I’m not sure about how one goes adding names to CSS colors, and what the specific purpose they fulfill, but I think it would be a good recognition of @meyerweb ‘s impact on CSS, and a way to recognize that standardization is first and foremost a social process, to name #663399 color “Becca Purple”.

In reply Eric Meyer wrote:

I have been made aware of the proposal to add the named color beccapurple (equivalent to #663399) to the CSS specification, and also of the debate that surrounds it.

I understand the arguments both for and against the proposal, but obviously I am too close to both the subject and the situation to be able to judge for myself. Accordingly, I let the editors of the Colors specification know that I will accept whatever the Working Group decides on this issue, pro or con. The WG is debating the matter now.

I did set one condition: that if the proposal is accepted, the official name be rebeccapurple. A couple of weeks before she died, Rebecca informed us that she was about to be a big girl of six years old, and Becca was a baby name. Once she turned six, she wanted everyone (not just me) to call her Rebecca, not Becca.

She made it to six. For almost twelve hours, she was six. So Rebecca it is and must be.

Shortly after that #663399 or rebeccapurple was added to the CSS4 Colors module specification. At which point it only seemed right to finally add support for multiple color palettes to the collections website.


Over the course of a month or so, in the margins of day, all of the search-by-color code was rewritten to work with more than a single palette and now you can search the collection for objects in the shade of rebeccapurple.

In addition to the CSS3 and CSS4 color palettes we also added support for the Crayola color palette. For example, the closest color to “rebeccapurple” in the Crayola scheme of things is “cyber grape”.

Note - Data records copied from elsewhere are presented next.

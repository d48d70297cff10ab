//! Background runner for a download.
//!
//! The download routine runs on its own thread and reports back over a channel, so the front end
//! stays free to draw progress and react to Ctrl-C. Cancellation is cooperative: the routine
//! checks a shared [`CancellationFlag`] between steps.

use std::io::{self, Read};
use std::sync::Arc;
use std::sync::atomic::{AtomicBool, Ordering};
use std::thread::{self, JoinHandle};

use anyhow::Context;
use flume::{Receiver, Sender};

use crate::bing::config::RunContext;
use crate::bing::downloader::{DownloadSummary, ImageClient, ImageDownload};
use crate::bing::sender::RequestSender;

/// Shared flag asking a running download to stop.
#[derive(Debug, Clone, Default)]
pub(crate) struct CancellationFlag(Arc<AtomicBool>);

impl CancellationFlag {
    pub(crate) fn new() -> Self {
        Self::default()
    }

    pub(crate) fn cancel(&self) {
        self.0.store(true, Ordering::SeqCst);
    }

    pub(crate) fn is_cancelled(&self) -> bool {
        self.0.load(Ordering::SeqCst)
    }

    /// Wraps a reader so reading fails once the flag is set.
    pub(crate) fn wrap<R: Read>(&self, inner: R) -> CancellableReader<R> {
        CancellableReader {
            inner,
            cancel: self.clone(),
        }
    }
}

/// A reader that fails every read once its flag is set.
pub(crate) struct CancellableReader<R> {
    inner: R,
    cancel: CancellationFlag,
}

impl<R: Read> Read for CancellableReader<R> {
    fn read(&mut self, buf: &mut [u8]) -> io::Result<usize> {
        if self.cancel.is_cancelled() {
            return Err(io::Error::other("download cancelled"));
        }
        self.inner.read(buf)
    }
}

/// What the worker tells the front end.
#[derive(Debug, Clone, PartialEq)]
pub(crate) enum WorkerEvent {
    /// A line for the log pane.
    Log(String),
    /// The number of images the run will go through is known.
    Total(usize),
    /// `completed` of the images have been handled.
    Progress { completed: usize, total: usize },
    /// The run finished.
    Finished(DownloadSummary),
    /// The run stopped on request.
    Cancelled(DownloadSummary),
    /// The run failed.
    Failed(String),
}

/// Sends events from inside the download routine. Sending never fails the run.
#[derive(Clone)]
pub(crate) struct EventSink(Sender<WorkerEvent>);

impl EventSink {
    pub(crate) fn new(sender: Sender<WorkerEvent>) -> Self {
        Self(sender)
    }

    pub(crate) fn send(&self, event: WorkerEvent) {
        if self.0.send(event).is_err() {
            trace!("Event receiver dropped");
        }
    }

    pub(crate) fn log(&self, line: impl Into<String>) {
        self.send(WorkerEvent::Log(line.into()));
    }
}

/// A download running on a background thread.
pub(crate) struct DownloadWorker {
    handle: Option<JoinHandle<()>>,
    events: Receiver<WorkerEvent>,
}

impl DownloadWorker {
    /// Starts the download described by `context` on a new thread.
    pub(crate) fn spawn(context: RunContext, cancel: CancellationFlag) -> anyhow::Result<Self> {
        let (tx, rx) = flume::unbounded();
        let sink = EventSink::new(tx);
        let handle = thread::Builder::new()
            .name(String::from("download-worker"))
            .spawn(move || run(context, cancel, sink))
            .context("Failed to start download thread")?;

        Ok(DownloadWorker {
            handle: Some(handle),
            events: rx,
        })
    }

    pub(crate) fn events(&self) -> &Receiver<WorkerEvent> {
        &self.events
    }

    /// Waits for the thread to end.
    pub(crate) fn join(mut self) {
        if let Some(handle) = self.handle.take() {
            if handle.join().is_err() {
                error!("Download thread panicked");
            }
        }
    }
}

fn run(context: RunContext, cancel: CancellationFlag, sink: EventSink) {
    let client = match RequestSender::new(context.cookie.clone(), context.limits) {
        Ok(client) => client,
        Err(e) => {
            sink.send(WorkerEvent::Failed(e.to_string()));
            return;
        }
    };

    let event = run_with(&context, &client, &cancel, &sink);
    sink.send(event);
}

/// Runs the download against `client` and turns its outcome into the final event.
fn run_with(context: &RunContext, client: &dyn ImageClient, cancel: &CancellationFlag, sink: &EventSink) -> WorkerEvent {
    let mut download = ImageDownload::new(context, client, cancel.clone(), sink.clone());
    match download.run() {
        Ok(summary) if cancel.is_cancelled() => WorkerEvent::Cancelled(summary),
        Ok(summary) => WorkerEvent::Finished(summary),
        Err(e) if e.is_cancelled() => WorkerEvent::Cancelled(download.summary()),
        Err(e) => {
            error!("Download failed: {}", e);
            WorkerEvent::Failed(e.to_string())
        }
    }
}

You can see all the possible nearest-colors for an object by appending /colors to an object page URL. For example:

The dominant color for this object is #683e7e which maps to #58427c or “cyber grape” in Crayola-speak and #483d8b or “dark slate blue” in CSS3-speak and #663399 or “rebeccapurple” in CSS4-speak.

Now that we’ve done the work to support multiple palettes the only limits to adding more is time and imagination. I would like to add a greyscale palette. I would like to add one or more color-blind palettes. I would especially like to add a “blue” palette – one that spans non-photo blue through International Klein Blue all the way to Kind of Bloop midnight blue just to see where along that spectrum objects which aren’t even a little bit blue would fall.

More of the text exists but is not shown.